DESCRIPTION OF THE TASK
Restating every entry exactly is the whole task.

(Saved data entries)
* * * * * * *
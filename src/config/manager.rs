use super::labeling::LabelingSettings;
use super::simulation::{ReportConfig, SimulationConfig};
use crate::error::SiglabError;
use serde::{Deserialize, Serialize};
use std::path::Path;

#[derive(Debug, Clone, Default, Serialize, Deserialize)]
#[serde(default)]
pub struct AppConfig {
    pub labeling: LabelingSettings,
    pub simulation: SimulationConfig,
    pub report: ReportConfig,
}

impl AppConfig {
    pub fn validate(&self) -> Result<(), SiglabError> {
        self.labeling.validate()?;
        self.simulation.validate()?;
        self.report.validate()?;
        Ok(())
    }

    pub fn load_from_file<P: AsRef<Path>>(path: P) -> Result<Self, SiglabError> {
        let contents = std::fs::read_to_string(path)
            .map_err(|e| SiglabError::Configuration(format!("Failed to read config: {}", e)))?;

        let config: AppConfig = toml::from_str(&contents)
            .map_err(|e| SiglabError::Configuration(format!("Failed to parse config: {}", e)))?;

        config.validate()?;
        Ok(config)
    }

    pub fn save_to_file<P: AsRef<Path>>(&self, path: P) -> Result<(), SiglabError> {
        let toml_str = toml::to_string_pretty(self)
            .map_err(|e| SiglabError::Configuration(format!("Failed to serialize: {}", e)))?;

        std::fs::write(path, toml_str)
            .map_err(|e| SiglabError::Configuration(format!("Failed to write config: {}", e)))?;

        Ok(())
    }
}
* * * * * * *
SOLVED PROBLEM
filename src/config/manager.rs
use super::labeling::LabelingSettings;
use super::simulation::{ReportConfig, SimulationConfig};
use crate::error::SiglabError;
use serde::{Deserialize, Serialize};
use std::path::Path;

#[derive(Debug, Clone, Default, Serialize, Deserialize)]
#[serde(default)]
pub struct AppConfig {
    pub labeling: LabelingSettings,
    pub simulation: SimulationConfig,
    pub report: ReportConfig,
}

impl AppConfig {
    pub fn validate(&self) -> Result<(), SiglabError> {
        self.labeling.validate()?;
        self.simulation.validate()?;
        self.report.validate()?;
        Ok(())
    }

    pub fn load_from_file<P: AsRef<Path>>(path: P) -> Result<Self, SiglabError> {
        let contents = std::fs::read_to_string(path)
            .map_err(|e| SiglabError::Configuration(format!("Failed to read config: {}", e)))?;

        let config: AppConfig = toml::from_str(&contents)
            .map_err(|e| SiglabError::Configuration(format!("Failed to parse config: {}", e)))?;

        config.validate()?;
        Ok(config)
    }

    pub fn save_to_file<P: AsRef<Path>>(&self, path: P) -> Result<(), SiglabError> {
        let toml_str = toml::to_string_pretty(self)
            .map_err(|e| SiglabError::Configuration(format!("Failed to serialize: {}", e)))?;

        std::fs::write(path, toml_str)
            .map_err(|e| SiglabError::Configuration(format!("Failed to write config: {}", e)))?;

        Ok(())
    }
}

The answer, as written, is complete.